As it has in the past three budget cycles, the Trump administration has once again proposed massive cuts to energy research, development, and demonstration (RD&D), placing the administration’s budget request in tension with bipartisan congressional efforts to reinvigorate the national energy innovation system. Fortunately, Congress has soundly rejected the administration’s previous budget proposals in this area, instead putting forward a positive vision for American innovation that invests in a future of clean, reliable, low-cost energy. Congress has also produced a strong slate of bipartisan, bicameral authorizing bills that would accelerate innovation if backed by significant new funding commensurate with the challenge. Congress should keep up the momentum of the past three fiscal years and continue to elevate clean energy innovation as a national priority.

The administration’s latest budget request would slash federal investments in the Department of Energy’s (DOE) applied energy programs—including energy efficiency, renewable energy, sustainable transportation, fossil energy, nuclear energy, and grid modernization—by more than 44 percent, from $5.4 billion in FY 2020 to $3.0 billion in FY 2021. Popular and effective initiatives including the Advanced Research Projects Agency-Energy (ARPA-E), Title XVII loan guarantee program, and advanced vehicles manufacturing loan program would be eliminated. Even the basic energy-related research within the DOE Office of Science (SC)—which includes programs in fusion, bioenergy, and basic energy sciences, and falls squarely within the definition of “early stage research” the administration claims to support—would receive an 18 percent cut, from $3 billion in FY 2020 to $2.5 billion. If enacted, this budget would impose the largest single-year cut to energy RD&D investments in the history of the department, bringing federal energy RD&D down to its lowest level since 2007.

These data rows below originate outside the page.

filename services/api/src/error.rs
//! services/api/src/error.rs
//!
//! Defines the primary error type for the entire API service.

use crate::config::ConfigError;

/// The primary error type for the `quiz_api` service.
#[derive(Debug, thiserror::Error)]
pub enum ApiError {
    /// Represents an error that occurred during configuration loading.
    #[error("Configuration error: {0}")]
    Config(#[from] ConfigError),

    /// Represents a standard Input/Output error (e.g., binding to a network socket).
    #[error("IO error: {0}")]
    Io(#[from] std::io::Error),
}
//! services/api/src/adapters/file_store.rs
//!
//! A `SnapshotStore` that keeps one small file per key inside a per-device
//! directory. Writes go through a temporary file and a rename, so a crash never
//! leaves a half-written snapshot behind.

use gramatica_core::ports::{PortError, PortResult, SnapshotStore};
use std::fs;
use std::io::ErrorKind;
use std::path::{Path, PathBuf};

/// Device ids and keys become path segments, so only a safe alphabet is allowed.
pub fn is_valid_segment(segment: &str) -> bool {
    !segment.is_empty()
        && segment.len() <= 64
        && segment
            .chars()
            .all(|c| c.is_ascii_alphanumeric() || c == '_' || c == '-')
}

#[derive(Debug, Clone)]
pub struct FileSnapshotStore {
    dir: PathBuf,
}

impl FileSnapshotStore {
    /// Opens the store of `device_id` under `root`. Nothing is created on disk
    /// until the first save.
    pub fn for_device(root: &Path, device_id: &str) -> PortResult<Self> {
        if !is_valid_segment(device_id) {
            return Err(PortError::InvalidResponse(format!(
                "Invalid device id: '{}'",
                device_id
            )));
        }
        Ok(Self {
            dir: root.join(device_id),
        })
    }

    fn path_for(&self, key: &str) -> PortResult<PathBuf> {
        if !is_valid_segment(key) {
            return Err(PortError::Unexpected(format!("Invalid storage key: '{}'", key)));
        }
        Ok(self.dir.join(format!("{}.json", key)))
    }
}

impl SnapshotStore for FileSnapshotStore {
    fn save(&self, key: &str, blob: &str) -> PortResult<()> {
        let path = self.path_for(key)?;
        fs::create_dir_all(&self.dir).map_err(|e| PortError::Unexpected(e.to_string()))?;

        let tmp = path.with_extension("json.tmp");
        fs::write(&tmp, blob).map_err(|e| PortError::Unexpected(e.to_string()))?;
        fs::rename(&tmp, &path).map_err(|e| PortError::Unexpected(e.to_string()))
    }

    fn load(&self, key: &str) -> PortResult<Option<String>> {
        let path = self.path_for(key)?;
        match fs::read_to_string(&path) {
            Ok(blob) => Ok(Some(blob)),
            Err(e) if e.kind() == ErrorKind::NotFound => Ok(None),
            Err(e) => Err(PortError::Unexpected(e.to_string())),
        }
    }

    fn delete(&self, key: &str) -> PortResult<()> {
        let path = self.path_for(key)?;
        match fs::remove_file(&path) {
            Ok(()) => Ok(()),
            Err(e) if e.kind() == ErrorKind::NotFound => Ok(()),
            Err(e) => Err(PortError::Unexpected(e.to_string())),
        }
    }
}
//! services/api/src/bin/api.rs

use async_openai::{config::OpenAIConfig, Client};
use axum::http::{header::CONTENT_TYPE, HeaderValue, Method};
use axum::{routing::get, Router};
use quiz_api_lib::{
    adapters::{
        tts::{parse_speech_model, parse_voice},
        OpenAiContentAdapter, OpenAiTtsAdapter,
    },
    config::{Config, ConfigError},
    error::ApiError,
    web::{device_progress_handler, list_topics_handler, rest::ApiDoc, state::AppState, ws_handler},
};
use std::sync::Arc;
use tower_http::cors::CorsLayer;
use tracing::info;
use tracing_subscriber::{layer::SubscriberExt, util::SubscriberInitExt};
use utoipa::OpenApi;
use utoipa_swagger_ui::SwaggerUi;

#[tokio::main]
async fn main() -> Result<(), ApiError> {
    // --- 1. Load Configuration & Set Up Logging ---
    let config = Arc::new(Config::from_env()?);
    tracing_subscriber::registry()
        .with(tracing_subscriber::EnvFilter::new(config.log_level.to_string()))
        .with(tracing_subscriber::fmt::layer())
        .init();
    info!("Configuration loaded. Starting server...");

    // --- 2. Prepare Storage ---
    std::fs::create_dir_all(&config.data_dir)?;
    info!("Saving device progress under {}", config.data_dir.display());

    // --- 3. Initialize Service Adapters ---
    let openai_config = OpenAIConfig::new().with_api_key(config.require_openai_key()?);
    let openai_client = Client::with_config(openai_config);

    let content_adapter = Arc::new(OpenAiContentAdapter::new(
        openai_client.clone(),
        config.question_model.clone(),
        config.summary_model.clone(),
    ));

    let tts_voice = parse_voice(&config.tts_voice).ok_or_else(|| {
        ConfigError::InvalidValue(
            "TTS_VOICE".to_string(),
            format!("'{}' is not a supported voice", config.tts_voice),
        )
    })?;
    let tts_adapter = Arc::new(OpenAiTtsAdapter::new(
        openai_client.clone(),
        parse_speech_model(&config.tts_model),
        tts_voice,
    ));

    // --- 4. Build the Shared AppState ---
    let app_state = Arc::new(AppState {
        config: config.clone(),
        content_adapter,
        tts_adapter,
    });

    let allowed_origin = config.allowed_origin.parse::<HeaderValue>().map_err(|e| {
        ConfigError::InvalidValue("ALLOWED_ORIGIN".to_string(), e.to_string())
    })?;
    let cors = CorsLayer::new()
        .allow_origin(allowed_origin)
        .allow_methods([Method::GET, Method::OPTIONS])
        .allow_headers([CONTENT_TYPE]);

    // --- 5. Create the Web Router ---
    let api_router = Router::new()
        .route("/topics", get(list_topics_handler))
        .route("/devices/{device_id}/progress", get(device_progress_handler))
        .route("/ws", get(ws_handler))
        .layer(cors)
        .with_state(app_state);

    // Merge the API router with the Swagger UI router for a complete application.
    let app = Router::new()
        .merge(api_router)
        .merge(SwaggerUi::new("/swagger-ui").url("/api-docs/openapi.json", ApiDoc::openapi()));

    // --- 6. Start the Server ---
    info!("Starting server on {}", config.bind_address);
    info!(
        "Swagger UI available at http://{}/swagger-ui",
        config.bind_address
    );
    let listener = tokio::net::TcpListener::bind(&config.bind_address).await?;
    axum::serve(listener, app).await?;

    Ok(())
}
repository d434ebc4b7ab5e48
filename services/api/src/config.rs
//! services/api/src/config.rs
//!
//! Defines the application's configuration structure and loading logic.
//!
//! All configuration is loaded from environment variables at startup. The `.env`
//! file is used for local development.

use std::net::SocketAddr;
use std::path::PathBuf;
use std::time::Duration;
use tracing::Level;

/// A custom error type for configuration loading failures.
#[derive(Debug, thiserror::Error)]
pub enum ConfigError {
    #[error("Missing the environment variable {0}")]
    MissingVar(String),
    #[error("Invalid value for the environment variable {0}: {1}")]
    InvalidValue(String, String),
}

/// Holds all configuration loaded from the environment at startup.
#[derive(Clone, Debug)]
pub struct Config {
    pub bind_address: SocketAddr,
    pub log_level: Level,
    /// Root of the per-device snapshot directories.
    pub data_dir: PathBuf,
    pub allowed_origin: String,
    pub openai_api_key: Option<String>,
    pub question_model: String,
    pub summary_model: String,
    pub tts_model: String,
    pub tts_voice: String,
    pub transition_settle: Duration,
}

impl Config {
    /// Loads configuration from environment variables.
    ///
    /// It will look for a `.env` file in the current directory for development,
    /// but this is skipped in test environments to ensure tests are hermetic.
    pub fn from_env() -> Result<Self, ConfigError> {
        if !cfg!(test) {
            dotenvy::dotenv().ok();
        }
        Self::from_lookup(|key| std::env::var(key).ok())
    }

    /// Builds the configuration from any key lookup.
    pub fn from_lookup<F>(lookup: F) -> Result<Self, ConfigError>
    where
        F: Fn(&str) -> Option<String>,
    {
        let var = |key: &str, default: &str| lookup(key).unwrap_or_else(|| default.to_string());

        // --- Server Settings ---
        let bind_address_str = var("BIND_ADDRESS", "0.0.0.0:3000");
        let bind_address = bind_address_str.parse::<SocketAddr>().map_err(|e| {
            ConfigError::InvalidValue("BIND_ADDRESS".to_string(), e.to_string())
        })?;

        let log_level_str = var("RUST_LOG", "INFO");
        let log_level = log_level_str.parse::<Level>().map_err(|_| {
            ConfigError::InvalidValue(
                "RUST_LOG".to_string(),
                format!("'{}' is not a valid log level", log_level_str),
            )
        })?;

        let data_dir = PathBuf::from(var("DATA_DIR", "./data"));
        let allowed_origin = var("ALLOWED_ORIGIN", "http://localhost:3000");

        // --- Provider Settings ---
        let openai_api_key = lookup("OPENAI_API_KEY").filter(|key| !key.trim().is_empty());
        let question_model = var("QUESTION_MODEL", "gpt-4o-mini");
        let summary_model = var("SUMMARY_MODEL", "gpt-4o-mini");
        let tts_model = var("TTS_MODEL", "gpt-4o-mini-tts");
        let tts_voice = var("TTS_VOICE", "alloy");

        // --- Session Settings ---
        let settle_str = var("TRANSITION_SETTLE_MS", "300");
        let settle_ms = settle_str.parse::<u64>().map_err(|_| {
            ConfigError::InvalidValue(
                "TRANSITION_SETTLE_MS".to_string(),
                format!("'{}' is not a number of milliseconds", settle_str),
            )
        })?;

        Ok(Self {
            bind_address,
            log_level,
            data_dir,
            allowed_origin,
            openai_api_key,
            question_model,
            summary_model,
            tts_model,
            tts_voice,
            transition_settle: Duration::from_millis(settle_ms),
        })
    }

    /// The OpenAI key, required by anything that talks to the provider.
    pub fn require_openai_key(&self) -> Result<&str, ConfigError> {
        self.openai_api_key
            .as_deref()
            .ok_or_else(|| ConfigError::MissingVar("OPENAI_API_KEY".to_string()))
    }
}
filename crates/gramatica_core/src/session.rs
//! crates/gramatica_core/src/session.rs
//!
//! The session state machine. It owns the single source of truth for where the
//! user is in a ten-question session and is the only place that mutates it.
//!
//! `apply` never performs I/O. It returns the [`Effect`]s the caller must carry
//! out (fetch content, narrate, play a sound), which keeps every transition
//! atomic and testable without any collaborator.

use rand::{Rng, RngCore};
use tracing::debug;

use crate::domain::{
    AnswerRecord, Difficulty, Question, SessionState, SessionStatus, GRAMMAR_TOPICS,
    OPTION_COUNT, SESSION_LENGTH,
};
use crate::ports::SoundEffect;

/// Substituted when the summary message cannot be generated.
pub const DEFAULT_SUMMARY_MESSAGE: &str =
    "Parabéns! Chegaste ao fim do desafio e a tua gramática está cada vez mais forte! 🎉🏆";

/// Shown to the user when a question cannot be loaded.
pub const CONTENT_ERROR_MESSAGE: &str =
    "Ups! Ocorreu um erro ao carregar o desafio. Tenta novamente.";

//=========================================================================================
// Events, Effects and Errors
//=========================================================================================

/// Everything that can move the session forward.
#[derive(Debug, Clone, PartialEq, Eq)]
pub enum SessionEvent {
    StartSession(Difficulty),
    ResumeSession,
    ContentReady(Question),
    ContentFailed(String),
    UseHint,
    SubmitAnswer(usize),
    Continue,
    SummaryReady(String),
    RestartRequested,
}

impl SessionEvent {
    pub fn name(&self) -> &'static str {
        match self {
            SessionEvent::StartSession(_) => "start_session",
            SessionEvent::ResumeSession => "resume_session",
            SessionEvent::ContentReady(_) => "content_ready",
            SessionEvent::ContentFailed(_) => "content_failed",
            SessionEvent::UseHint => "use_hint",
            SessionEvent::SubmitAnswer(_) => "submit_answer",
            SessionEvent::Continue => "continue",
            SessionEvent::SummaryReady(_) => "summary_ready",
            SessionEvent::RestartRequested => "restart_requested",
        }
    }
}

/// Work requested by a transition, executed by the runtime after it commits.
#[derive(Debug, Clone, PartialEq, Eq)]
pub enum Effect {
    RequestQuestion { topic: String, difficulty: Difficulty },
    RequestSummary { score: u32, total: u32 },
    Narrate(String),
    PlayEffect(SoundEffect),
    ReportError(String),
    DiscardSnapshot,
}

#[derive(Debug, Clone, PartialEq, Eq, thiserror::Error)]
pub enum SessionError {
    #[error("Event '{event}' is not valid while {status}")]
    InvalidTransition {
        event: &'static str,
        status: SessionStatus,
    },
    #[error("No saved session is available to resume")]
    NoResumableSession,
    #[error("Option {0} does not exist")]
    OptionOutOfRange(usize),
    #[error("Option {0} was eliminated by the hint")]
    OptionEliminated(usize),
}

//=========================================================================================
// The State Machine
//=========================================================================================

/// Session state plus the question-local and startup-only data around it.
///
/// `hint_used` inside the state rations hints per session; `eliminated_option`
/// records which option the hint removed and only lives as long as the current
/// question.
pub struct SessionMachine {
    state: SessionState,
    eliminated_option: Option<usize>,
    resumable: Option<SessionState>,
    summary_message: Option<String>,
    rng: Box<dyn RngCore + Send>,
}

impl SessionMachine {
    pub fn new(rng: Box<dyn RngCore + Send>) -> Self {
        Self {
            state: SessionState::default(),
            eliminated_option: None,
            resumable: None,
            summary_message: None,
            rng,
        }
    }

    pub fn state(&self) -> &SessionState {
        &self.state
    }

    pub fn status(&self) -> SessionStatus {
        self.state.status
    }

    pub fn eliminated_option(&self) -> Option<usize> {
        self.eliminated_option
    }

    pub fn resumable(&self) -> Option<&SessionState> {
        self.resumable.as_ref()
    }

    pub fn summary_message(&self) -> Option<&str> {
        self.summary_message.as_deref()
    }

    /// True while waiting for the end-of-session message rather than a question.
    pub fn awaiting_summary(&self) -> bool {
        self.state.status == SessionStatus::AwaitingContent && self.state.is_finished()
    }

    /// Correctness of the answer being shown as feedback.
    pub fn last_answer_correct(&self) -> Option<bool> {
        if self.state.status != SessionStatus::ShowingFeedback {
            return None;
        }
        self.state.history.last().map(|record| record.is_correct)
    }

    /// Offers a previously stored session for resumption. Only taken into account
    /// before a session is running, and only for states that are worth resuming.
    pub fn offer_resume(&mut self, snapshot: Option<SessionState>) {
        if self.state.status != SessionStatus::NotStarted {
            return;
        }
        self.resumable = snapshot.filter(|s| s.is_resumable() && s.validate().is_ok());
    }

    /// Checks whether `event` would be accepted, without changing anything.
    pub fn accepts(&self, event: &SessionEvent) -> Result<(), SessionError> {
        let status = self.state.status;
        let allowed = match event {
            SessionEvent::StartSession(_) => status == SessionStatus::NotStarted,
            SessionEvent::ResumeSession => {
                if status == SessionStatus::NotStarted && self.resumable.is_none() {
                    return Err(SessionError::NoResumableSession);
                }
                status == SessionStatus::NotStarted
            }
            SessionEvent::ContentReady(_) | SessionEvent::ContentFailed(_) => {
                status == SessionStatus::AwaitingContent && !self.awaiting_summary()
            }
            SessionEvent::SummaryReady(_) => self.awaiting_summary(),
            SessionEvent::UseHint => {
                status == SessionStatus::AnsweringQuestion
                    && self.state.current_question.is_some()
            }
            SessionEvent::SubmitAnswer(index) => {
                if status == SessionStatus::AnsweringQuestion
                    && self.state.current_question.is_some()
                {
                    if *index >= OPTION_COUNT {
                        return Err(SessionError::OptionOutOfRange(*index));
                    }
                    if self.eliminated_option == Some(*index) {
                        return Err(SessionError::OptionEliminated(*index));
                    }
                    true
                } else {
                    false
                }
            }
            SessionEvent::Continue => status == SessionStatus::ShowingFeedback,
            SessionEvent::RestartRequested => status == SessionStatus::Completed,
        };

        if allowed {
            Ok(())
        } else {
            Err(SessionError::InvalidTransition {
                event: event.name(),
                status,
            })
        }
    }

    /// Applies `event` atomically. On error nothing has changed.
    pub fn apply(&mut self, event: SessionEvent) -> Result<Vec<Effect>, SessionError> {
        self.accepts(&event)?;
        let from = self.state.status;
        let event_name = event.name();

        let effects = match event {
            SessionEvent::StartSession(difficulty) => {
                self.state = SessionState::started(difficulty);
                self.eliminated_option = None;
                self.resumable = None;
                self.summary_message = None;
                vec![self.next_question_request()]
            }
            SessionEvent::ResumeSession => {
                let snapshot = self
                    .resumable
                    .take()
                    .ok_or(SessionError::NoResumableSession)?;
                self.state = snapshot;
                self.eliminated_option = None;
                self.summary_message = None;
                self.resume_effects()
            }
            SessionEvent::ContentReady(question) => {
                let narration = question_narration(&question);
                self.state.current_question = Some(question);
                self.state.status = SessionStatus::AnsweringQuestion;
                self.eliminated_option = None;
                vec![Effect::Narrate(narration)]
            }
            SessionEvent::ContentFailed(reason) => {
                debug!(reason = %reason, "Question request failed; returning to start.");
                self.state.current_question = None;
                self.state.status = SessionStatus::NotStarted;
                self.eliminated_option = None;
                vec![Effect::ReportError(CONTENT_ERROR_MESSAGE.to_string())]
            }
            SessionEvent::UseHint => self.reveal_hint(),
            SessionEvent::SubmitAnswer(index) => self.record_answer(index),
            SessionEvent::Continue => {
                self.state.current_question = None;
                self.state.status = SessionStatus::AwaitingContent;
                self.eliminated_option = None;
                if self.state.is_finished() {
                    vec![Effect::RequestSummary {
                        score: self.state.score,
                        total: SESSION_LENGTH,
                    }]
                } else {
                    vec![self.next_question_request()]
                }
            }
            SessionEvent::SummaryReady(message) => {
                self.state.status = SessionStatus::Completed;
                let narration = format!(
                    "Desafio concluído! Fizeste {} pontos. {}",
                    self.state.score, message
                );
                self.summary_message = Some(message);
                vec![Effect::Narrate(narration)]
            }
            SessionEvent::RestartRequested => {
                self.state = SessionState::default();
                self.eliminated_option = None;
                self.summary_message = None;
                vec![Effect::DiscardSnapshot]
            }
        };

        debug_assert!(
            self.state.validate().is_ok(),
            "invariant broken after {event_name}: {:?}",
            self.state.validate()
        );
        debug!(
            event = event_name,
            from = %from,
            to = %self.state.status,
            "Session transition applied."
        );
        Ok(effects)
    }

    //-------------------------------------------------------------------------------------
    // Transition helpers
    //-------------------------------------------------------------------------------------

    fn next_question_request(&mut self) -> Effect {
        let topic = GRAMMAR_TOPICS[self.rng.gen_range(0..GRAMMAR_TOPICS.len())];
        Effect::RequestQuestion {
            topic: topic.to_string(),
            difficulty: self.state.selected_difficulty,
        }
    }

    fn resume_effects(&mut self) -> Vec<Effect> {
        match self.state.status {
            SessionStatus::AnsweringQuestion => self
                .state
                .current_question
                .as_ref()
                .map(|q| vec![Effect::Narrate(question_narration(q))])
                .unwrap_or_default(),
            SessionStatus::AwaitingContent if self.state.is_finished() => {
                vec![Effect::RequestSummary {
                    score: self.state.score,
                    total: SESSION_LENGTH,
                }]
            }
            SessionStatus::AwaitingContent => vec![self.next_question_request()],
            _ => Vec::new(),
        }
    }

    fn reveal_hint(&mut self) -> Vec<Effect> {
        if self.state.hint_used {
            return Vec::new();
        }
        let Some(question) = self.state.current_question.as_ref() else {
            return Vec::new();
        };

        let incorrect = question.incorrect_options();
        let hint = question.hint.clone();
        let eliminated = incorrect[self.rng.gen_range(0..incorrect.len())];

        self.state.hint_used = true;
        self.eliminated_option = Some(eliminated);
        vec![
            Effect::PlayEffect(SoundEffect::Click),
            Effect::Narrate(format!("Aqui tens uma pista mágica: {hint}")),
        ]
    }

    fn record_answer(&mut self, index: usize) -> Vec<Effect> {
        let Some(question) = self.state.current_question.as_ref() else {
            return Vec::new();
        };
        let is_correct = question.is_correct(index);
        let record = AnswerRecord {
            question: question.text.clone(),
            is_correct,
        };
        let explanation = question.explanation.clone();

        if is_correct {
            self.state.score += 1;
        }
        self.state.questions_answered += 1;
        self.state.history.push(record);
        self.state.status = SessionStatus::ShowingFeedback;

        let (sound, feedback) = if is_correct {
            (SoundEffect::Success, "Boa! Estás correto!")
        } else {
            (SoundEffect::Failure, "Quase lá!")
        };
        vec![
            Effect::PlayEffect(sound),
            Effect::Narrate(format!("{feedback} {explanation}")),
        ]
    }
}

/// The text read aloud when a question appears.
pub fn question_narration(question: &Question) -> String {
    let text = question.text.trim_end();
    let separator = if text.ends_with(['?', '!', '.']) { "" } else { "." };
    format!(
        "{text}{separator} As opções são: {}",
        question.options.join(", ")
    )
}
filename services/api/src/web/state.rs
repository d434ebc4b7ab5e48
//! services/api/src/web/state.rs
//!
//! Defines the application's shared state and the per-connection runtime wiring.

use crate::{
    adapters::FileSnapshotStore,
    config::Config,
    web::client::{Outbound, WsAudioOutput, WsPresenter},
};
use gramatica_core::{
    ports::{ContentProvider, PortResult, TextToSpeechService},
    QuizPorts, QuizRuntime, RuntimeSettings,
};
use std::sync::Arc;

//=========================================================================================
// AppState (Shared Across All Connections)
//=========================================================================================

/// The shared application state, created once at startup and passed to all handlers.
#[derive(Clone)]
pub struct AppState {
    pub config: Arc<Config>,
    pub content_adapter: Arc<dyn ContentProvider>,
    pub tts_adapter: Arc<dyn TextToSpeechService>,
}

impl AppState {
    /// The snapshot store of one device.
    pub fn device_store(&self, device_id: &str) -> PortResult<FileSnapshotStore> {
        FileSnapshotStore::for_device(&self.config.data_dir, device_id)
    }

    /// Builds the runtime that serves one connection. The audio output and the
    /// presenter live as long as the runtime and write to `tx`.
    pub fn connect_runtime(&self, device_id: &str, tx: &Outbound) -> PortResult<Arc<QuizRuntime>> {
        let store = self.device_store(device_id)?;
        let ports = QuizPorts {
            content: self.content_adapter.clone(),
            tts: self.tts_adapter.clone(),
            audio: Arc::new(WsAudioOutput::new(tx.clone())),
            store: Arc::new(store),
            presenter: Arc::new(WsPresenter::new(tx.clone())),
        };
        Ok(QuizRuntime::new(
            ports,
            RuntimeSettings {
                settle_delay: self.config.transition_settle,
                rng_seed: None,
            },
        ))
    }
}
//! crates/gramatica_core/src/persistence.rs
//!
//! Save, load and discard rules for session snapshots and the mute preference.
//!
//! Storage is best-effort: every failure is logged and swallowed, and anything
//! that cannot be decoded at load time is treated as absent.

use std::sync::Arc;

use chrono::{DateTime, Utc};
use serde::{Deserialize, Serialize};
use tracing::{debug, warn};

use crate::domain::{InvariantViolation, SessionState, SessionStatus};
use crate::ports::SnapshotStore;

/// Key of the in-progress session snapshot.
pub const SNAPSHOT_KEY: &str = "gramatica_magica_progress";

/// Key of the mute preference, stored as `"true"` or `"false"`.
pub const MUTED_KEY: &str = "gramatica_magica_muted";

const SNAPSHOT_VERSION: u32 = 1;

#[derive(Debug, thiserror::Error)]
pub enum SnapshotError {
    #[error("Snapshot is not valid JSON: {0}")]
    Malformed(#[from] serde_json::Error),
    #[error("Snapshot version {0} is not supported")]
    UnsupportedVersion(u32),
    #[error("Snapshot breaks a session invariant: {0}")]
    Invariant(#[from] InvariantViolation),
}

#[derive(Serialize)]
struct SnapshotRef<'a> {
    version: u32,
    saved_at: DateTime<Utc>,
    state: &'a SessionState,
}

#[derive(Deserialize)]
struct SnapshotEnvelope {
    version: u32,
    #[allow(dead_code)]
    saved_at: DateTime<Utc>,
    state: SessionState,
}

/// Serializes a state into the stored snapshot format.
pub fn encode_snapshot(state: &SessionState) -> Result<String, serde_json::Error> {
    serde_json::to_string(&SnapshotRef {
        version: SNAPSHOT_VERSION,
        saved_at: Utc::now(),
        state,
    })
}

/// Parses a stored snapshot and checks the session invariants.
pub fn decode_snapshot(blob: &str) -> Result<SessionState, SnapshotError> {
    let envelope: SnapshotEnvelope = serde_json::from_str(blob)?;
    if envelope.version != SNAPSHOT_VERSION {
        return Err(SnapshotError::UnsupportedVersion(envelope.version));
    }
    envelope.state.validate()?;
    Ok(envelope.state)
}

/// Applies the snapshot rules on top of a device's [`SnapshotStore`].
#[derive(Clone)]
pub struct SnapshotRepository {
    store: Arc<dyn SnapshotStore>,
}

impl SnapshotRepository {
    pub fn new(store: Arc<dyn SnapshotStore>) -> Self {
        Self { store }
    }

    /// Mirrors a freshly mutated state into storage: nothing before a session
    /// starts, deletion on completion, a full snapshot otherwise.
    pub fn sync(&self, state: &SessionState) {
        match state.status() {
            SessionStatus::NotStarted => {}
            SessionStatus::Completed => self.discard(),
            _ => self.save(state),
        }
    }

    pub fn save(&self, state: &SessionState) {
        let blob = match encode_snapshot(state) {
            Ok(blob) => blob,
            Err(e) => {
                warn!("Failed to encode session snapshot: {}", e);
                return;
            }
        };
        if let Err(e) = self.store.save(SNAPSHOT_KEY, &blob) {
            warn!("Snapshot save skipped: {}", e);
        }
    }

    pub fn discard(&self) {
        if let Err(e) = self.store.delete(SNAPSHOT_KEY) {
            warn!("Failed to delete session snapshot: {}", e);
        }
    }

    /// The stored session, if there is one worth offering for resumption.
    pub fn load_resumable(&self) -> Option<SessionState> {
        let blob = match self.store.load(SNAPSHOT_KEY) {
            Ok(Some(blob)) => blob,
            Ok(None) => return None,
            Err(e) => {
                warn!("Failed to read session snapshot: {}", e);
                return None;
            }
        };

        match decode_snapshot(&blob) {
            Ok(state) if state.is_resumable() => Some(state),
            Ok(state) => {
                debug!(
                    status = %state.status(),
                    answered = state.questions_answered(),
                    "Stored snapshot is not resumable."
                );
                None
            }
            Err(e) => {
                warn!("Ignoring unreadable session snapshot: {}", e);
                None
            }
        }
    }

    pub fn load_muted(&self) -> bool {
        match self.store.load(MUTED_KEY) {
            Ok(value) => value.as_deref().map(str::trim) == Some("true"),
            Err(e) => {
                warn!("Failed to read mute preference: {}", e);
                false
            }
        }
    }

    pub fn save_muted(&self, muted: bool) {
        if let Err(e) = self.store.save(MUTED_KEY, if muted { "true" } else { "false" }) {
            warn!("Failed to store mute preference: {}", e);
        }
    }
}
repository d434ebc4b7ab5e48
pub mod adapters;
pub mod config;
pub mod error;
pub mod web;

Even more troubling, the proposed cuts come amid signs of a struggling domestic clean energy industry that is at risk of falling behind international competitors. China has ramped up investments in energy RD&D and now invests far more than the United States in key technologies, including solar energy, lithium-ion batteries, advanced nuclear, carbon capture, and electric vehicles. Europe is outstripping the United States in offshore wind. And U.S. companies account for a declining share of new cleantech patents, indicating the United States is falling behind in innovation.

Congress has wisely taken note of these developments, providing significant boosts to federal clean energy RD&D investment in each of the last three budget cycles and using its authorizing powers to address key innovation challenges. Support for more aggressive federal investments spans the political spectrum from conservative House Republicans, who have begun to tout innovation to address climate change, to progressive Democrats, who acknowledge that innovation will be needed to fully eliminate carbon emissions.

The Trump administration has recognized the need to invest in innovation in order to maintain international leadership in certain emerging technologies. Its Industries of the Future initiative proposes to double federal investment in artificial intelligence, quantum information sciences (QIS), and other areas. However, the administration’s failure to include clean energy technologies on this list—in concert with its determination to double down on its support of unabated fossil fuels—represents a huge missed opportunity that would radically diminish America’s role in the coming global transition.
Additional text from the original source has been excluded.